Ginger and Harvey Gauthier


The motto at Joyce’s Supermarket – “Where Prices Are Born Not Raised” – is as unorthodox as its sausage selection, and it points to the good humor and ingenuity of its proprietor, Lowell Gauthier. Lowell still has a hand in every aspect of the business that he and his estranged wife, Joyce, founded in 1969.
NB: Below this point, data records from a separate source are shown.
//! Control loop scenarios against mock peripherals and a scripted authority.
//!
//! All tests run on a paused clock: whenever every task is idle, tokio
//! advances virtual time to the next timer, so multi-second timeouts finish
//! instantly and deterministically.

use std::time::Duration;

use makerpass_controller::{DeviceIdentity, RelayStateKind};
use makerpass_core::{CardCode, DeviceType, DisplayRequest, TimingConfig};
use makerpass_hardware::mock::{
    MockCardReader, MockCardReaderHandle, MockDisplay, MockDisplayHandle, MockIndicator,
    MockIndicatorHandle, MockRelay, MockRelayHandle,
};
use makerpass_network::{TransportCommand, TransportEvent, TransportHandle};
use makerpass_protocol::Outbound;
use makerpass_terminal::{Peripherals, Runtime};
use tokio::sync::mpsc;
use tokio::time::Instant;

const MASTER_KEY: u32 = 0x0BAD_CAFE;
const ALICE: u32 = 0x1122_3344;

type MockRuntime = Runtime<MockRelay, MockDisplay, MockIndicator, MockCardReader>;

/// The authority side of the transport channels.
struct FakeAuthority {
    events: mpsc::Sender<TransportEvent>,
    commands: mpsc::Receiver<TransportCommand>,
}

impl FakeAuthority {
    async fn push(&self, event: TransportEvent) {
        self.events.send(event).await.unwrap();
    }

    async fn text(&self, json: &str) {
        self.push(TransportEvent::Text(json.to_string())).await;
    }

    async fn command(&mut self) -> TransportCommand {
        self.commands.recv().await.expect("control loop stopped")
    }

    /// Open a socket and answer the handshake.
    async fn connect(&mut self, auth_success: &str) {
        self.push(TransportEvent::Connected).await;
        assert_eq!(
            self.command().await,
            TransportCommand::Send(Outbound::DeviceAuth {
                resource_id: "ERNPTY".into(),
                api_key: "k3y".into(),
            })
        );
        self.text(auth_success).await;
    }
}

struct Devices {
    relay: MockRelayHandle,
    display: MockDisplayHandle,
    indicator: MockIndicatorHandle,
    reader: MockCardReaderHandle,
}

impl Devices {
    async fn wait_for_screen(
        &mut self,
        wanted: impl Fn(&DisplayRequest) -> bool,
    ) -> DisplayRequest {
        loop {
            let screen = self.display.next().await.expect("display dropped");
            if wanted(&screen) {
                return screen;
            }
        }
    }
}

fn setup(
    device_type: DeviceType,
    timing: TimingConfig,
) -> (MockRuntime, TransportHandle, FakeAuthority, Devices) {
    let (relay, relay_handle) = MockRelay::new();
    let (display, display_handle) = MockDisplay::new();
    let (indicator, indicator_handle) = MockIndicator::new();
    let (reader, reader_handle) = MockCardReader::new();

    let identity = DeviceIdentity {
        resource_id: "ERNPTY".into(),
        api_key: "k3y".into(),
        device_type,
        master_key: CardCode::from_wiegand(MASTER_KEY),
        door_pulse: Duration::from_secs(5),
    };
    let runtime = Runtime::new(
        identity,
        &timing,
        Peripherals {
            relay,
            display,
            indicator,
            reader,
        },
    );

    let (command_tx, command_rx) = mpsc::channel(16);
    let (event_tx, event_rx) = mpsc::channel(16);

    (
        runtime,
        TransportHandle::new(command_tx, event_rx),
        FakeAuthority {
            events: event_tx,
            commands: command_rx,
        },
        Devices {
            relay: relay_handle,
            display: display_handle,
            indicator: indicator_handle,
            reader: reader_handle,
        },
    )
}

const AUTH_OK: &str = r#"{"type":"auth_success","enabled":true,"resource_name":"Front Door"}"#;
const AUTH_PRESENCE: &str =
    r#"{"type":"auth_success","enabled":true,"require_card_present":true,"resource_name":"Lathe"}"#;

#[tokio::test(start_paused = true)]
async fn test_door_grant_pulses_relay_for_five_seconds() {
    let (mut runtime, transport, mut authority, mut devices) =
        setup(DeviceType::Door, TimingConfig::default());

    let script = async move {
        assert_eq!(devices.display.next().await, Some(DisplayRequest::Offline));

        authority.connect(AUTH_OK).await;
        let ready = devices
            .wait_for_screen(|s| matches!(s, DisplayRequest::Ready { .. }))
            .await;
        assert_eq!(
            ready,
            DisplayRequest::Ready {
                resource_name: "Front Door".into()
            }
        );

        devices.reader.present_wiegand(ALICE).await.unwrap();
        assert_eq!(
            authority.command().await,
            TransportCommand::Send(Outbound::RfidScan {
                resource_id: "ERNPTY".into(),
                rfid_code: CardCode::from_wiegand(ALICE),
            })
        );
        assert_eq!(devices.indicator.drain(), vec![Duration::from_millis(100)]);

        authority
            .text(r#"{"type":"access_granted","user_name":"Alice"}"#)
            .await;
        devices.relay.wait_for(true).await.unwrap();
        let granted_at = Instant::now();

        devices.relay.wait_for(false).await.unwrap();
        let held = granted_at.elapsed();
        assert!(held >= Duration::from_secs(5), "released early: {held:?}");
        assert!(held < Duration::from_millis(5100), "released late: {held:?}");

        // Back to the ready screen
        devices
            .wait_for_screen(|s| matches!(s, DisplayRequest::Ready { .. }))
            .await;
        // Initial release, energize, release
        assert_eq!(devices.relay.drain_writes(), vec![false, true, false]);
    };

    tokio::join!(runtime.run(transport), script);
    assert_eq!(runtime.controller().state_kind(), RelayStateKind::Idle);
}

#[tokio::test(start_paused = true)]
async fn test_master_key_opens_door_while_offline() {
    let (mut runtime, transport, mut authority, mut devices) =
        setup(DeviceType::Door, TimingConfig::default());

    let script = async move {
        devices.reader.present_wiegand(MASTER_KEY).await.unwrap();
        devices.relay.wait_for(true).await.unwrap();
        devices.relay.wait_for(false).await.unwrap();

        // An ordinary card is turned away locally
        devices.reader.present_wiegand(ALICE).await.unwrap();
        devices
            .wait_for_screen(|s| *s == DisplayRequest::OfflineDenied)
            .await;

        // Nothing was offered to the transport
        assert!(authority.commands.try_recv().is_err());
        drop(authority);
    };

    tokio::join!(runtime.run(transport), script);
    assert!(!runtime.controller().relay_state().active);
}

#[tokio::test(start_paused = true)]
async fn test_machine_session_ends_when_card_removed() {
    let (mut runtime, transport, mut authority, mut devices) =
        setup(DeviceType::Machine, TimingConfig::default());

    let script = async move {
        authority.connect(AUTH_PRESENCE).await;

        devices.reader.present_wiegand(ALICE).await.unwrap();
        assert!(matches!(
            authority.command().await,
            TransportCommand::Send(Outbound::RfidScan { .. })
        ));
        authority
            .text(r#"{"type":"session_started","session_id":"S1","user_name":"Alice"}"#)
            .await;
        devices.relay.wait_for(true).await.unwrap();
        let started_at = Instant::now();

        // The card is never seen again
        assert_eq!(
            authority.command().await,
            TransportCommand::Send(Outbound::SessionEnd {
                resource_id: "ERNPTY".into(),
                session_id: "S1".into(),
            })
        );
        devices.relay.wait_for(false).await.unwrap();
        assert!(started_at.elapsed() > Duration::from_secs(2));

        devices
            .wait_for_screen(|s| {
                *s == DisplayRequest::SessionEnded {
                    user: "Alice".into(),
                }
            })
            .await;
    };

    tokio::join!(runtime.run(transport), script);
    assert!(runtime.controller().session().is_none());
}

#[tokio::test(start_paused = true)]
async fn test_card_held_keeps_machine_running() {
    let (mut runtime, transport, mut authority, mut devices) =
        setup(DeviceType::Machine, TimingConfig::default());

    let script = async move {
        authority.connect(AUTH_PRESENCE).await;
        devices.reader.present_wiegand(ALICE).await.unwrap();
        authority.command().await;
        authority
            .text(r#"{"type":"session_started","session_id":"S1","user_name":"Alice"}"#)
            .await;
        devices.relay.wait_for(true).await.unwrap();

        // The reader repeats the code every half second for ten seconds
        for _ in 0..20 {
            tokio::time::sleep(Duration::from_millis(500)).await;
            devices.reader.present_wiegand(ALICE).await.unwrap();
            assert!(matches!(
                authority.command().await,
                TransportCommand::Send(Outbound::RfidScan { .. })
            ));
        }
        assert!(devices.relay.is_energized());

        authority
            .text(r#"{"type":"session_ended","user_name":"Alice"}"#)
            .await;
        devices.relay.wait_for(false).await.unwrap();
    };

    tokio::join!(runtime.run(transport), script);
}

#[tokio::test(start_paused = true)]
async fn test_keepalive_timeout_requests_disconnect() {
    let timing = TimingConfig {
        keepalive_timeout_ms: 1000,
        ..TimingConfig::default()
    };
    let (mut runtime, transport, mut authority, mut devices) = setup(DeviceType::Door, timing);

    let script = async move {
        authority.connect(AUTH_OK).await;
        devices
            .wait_for_screen(|s| matches!(s, DisplayRequest::Ready { .. }))
            .await;
        let authenticated_at = Instant::now();

        assert_eq!(
            authority.command().await,
            TransportCommand::Disconnect {
                reason: "keep-alive timeout".into()
            }
        );
        assert!(authenticated_at.elapsed() > Duration::from_secs(1));
        devices
            .wait_for_screen(|s| *s == DisplayRequest::Offline)
            .await;
    };

    tokio::join!(runtime.run(transport), script);
    assert!(!runtime.controller().connectivity().is_online());
}

#[tokio::test(start_paused = true)]
async fn test_ping_answered_and_keeps_link_alive() {
    let timing = TimingConfig {
        keepalive_timeout_ms: 1000,
        ..TimingConfig::default()
    };
    let (mut runtime, transport, mut authority, _devices) = setup(DeviceType::Door, timing);

    let script = async move {
        authority.connect(AUTH_OK).await;

        for _ in 0..5 {
            tokio::time::sleep(Duration::from_millis(600)).await;
            authority.text(r#"{"type":"ping"}"#).await;
            assert_eq!(
                authority.command().await,
                TransportCommand::Send(Outbound::Pong)
            );
        }
    };

    tokio::join!(runtime.run(transport), script);
    assert!(runtime.controller().connectivity().is_online());
}

#[tokio::test(start_paused = true)]
async fn test_lost_reader_does_not_stop_loop() {
    let (mut runtime, transport, mut authority, devices) =
        setup(DeviceType::Door, TimingConfig::default());

    let script = async move {
        drop(devices.reader);
        tokio::time::sleep(Duration::from_millis(200)).await;

        authority.connect(AUTH_OK).await;
        authority.text(r#"{"type":"ping"}"#).await;
        assert_eq!(
            authority.command().await,
            TransportCommand::Send(Outbound::Pong)
        );
    };

    tokio::join!(runtime.run(transport), script);
}

#[tokio::test(start_paused = true)]
async fn test_shutdown_releases_relay() {
    let (mut runtime, transport, authority, mut devices) =
        setup(DeviceType::Machine, TimingConfig::default());

    let script = async move {
        devices.reader.present_wiegand(MASTER_KEY).await.unwrap();
        devices.relay.wait_for(true).await.unwrap();
        drop(authority);
        devices
    };

    let ((), devices) = tokio::join!(runtime.run(transport), script);
    assert_eq!(
        runtime.controller().state_kind(),
        RelayStateKind::MachineRunning
    );

    runtime.shutdown().await;
    assert!(!devices.relay.is_energized());
}
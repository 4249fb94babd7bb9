//! Console stand-ins for bench testing without terminal hardware.
//!
//! Outputs are written to the log; cards are read as lines from any async
//! reader, typically stdin. A line is either an 8-digit hex card code or a
//! decimal Wiegand number.

use std::time::Duration;

use makerpass_core::{CardCode, DisplayRequest};
use tokio::io::{AsyncBufRead, AsyncBufReadExt, Lines};
use tracing::{debug, info, warn};

use crate::traits::{ActivityIndicator, CardReader, RelayOutput, StatusDisplay};
use crate::{HardwareError, Result};

/// Relay that logs its state changes.
#[derive(Debug, Default)]
pub struct LogRelay {
    energized: bool,
}

impl LogRelay {
    pub fn new() -> Self {
        Self::default()
    }
}

impl RelayOutput for LogRelay {
    async fn set_energized(&mut self, energized: bool) -> Result<()> {
        self.energized = energized;
        info!(energized, "Relay");
        Ok(())
    }

    fn is_energized(&self) -> bool {
        self.energized
    }
}

/// Display that logs each screen on one line.
#[derive(Debug, Default)]
pub struct LogDisplay;

impl StatusDisplay for LogDisplay {
    async fn show(&mut self, request: &DisplayRequest) -> Result<()> {
        info!(screen = %request, "Display");
        Ok(())
    }
}

#[derive(Debug, Default)]
pub struct LogIndicator;

impl ActivityIndicator for LogIndicator {
    async fn flash(&mut self, duration: Duration) -> Result<()> {
        let duration_ms = duration.as_millis();
        debug!(duration_ms, "Indicator flash");
        Ok(())
    }
}

/// Card reader reading one code per line.
pub struct LineCardReader<R> {
    lines: Lines<R>,
}

impl<R: AsyncBufRead + Unpin + Send> LineCardReader<R> {
    pub fn new(input: R) -> Self {
        Self {
            lines: input.lines(),
        }
    }
}

impl<R: AsyncBufRead + Unpin + Send> CardReader for LineCardReader<R> {
    async fn read_card(&mut self) -> Result<CardCode> {
        loop {
            let Some(line) = self.lines.next_line().await? else {
                return Err(HardwareError::disconnected("console card reader"));
            };
            let line = line.trim();
            if line.is_empty() {
                continue;
            }
            match parse_card_line(line) {
                Some(code) => return Ok(code),
                None => warn!(%line, "Ignoring unreadable card line"),
            }
        }
    }
}

/// Hex card code first, then a decimal Wiegand number.
fn parse_card_line(line: &str) -> Option<CardCode> {
    CardCode::new(line)
        .ok()
        .or_else(|| line.parse::<u32>().ok().map(CardCode::from_wiegand))
}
Some of their five children also work at the store. Ginger Gauthier happily spent her childhood at Joyce’s, napping on fifty-pound sacks of rice in a back room when she tired. By the time she turned twelve or thirteen years old, she was at the check-out counter, calculating sales tax in her head. Today, she can’t imagine working anyplace else. Ginger’s younger brother, Harvey, recalls watching his father break down whole sides of beef with just a handsaw and a clever. They didn’t sell fresh sausage at Joyce’s back then, but with seven mouths to feed, his parents always had a pot on the stove. These days, Harvey sometimes cooks Joyce’s plate lunch specials—perhaps red or white beans, beef and gravy, chicken fricassee, or smothered potatoes. And once the temperatures dip to seventy degrees, the siblings say, their clientele starts asking for gumbo, which they make in sixty-quart batches.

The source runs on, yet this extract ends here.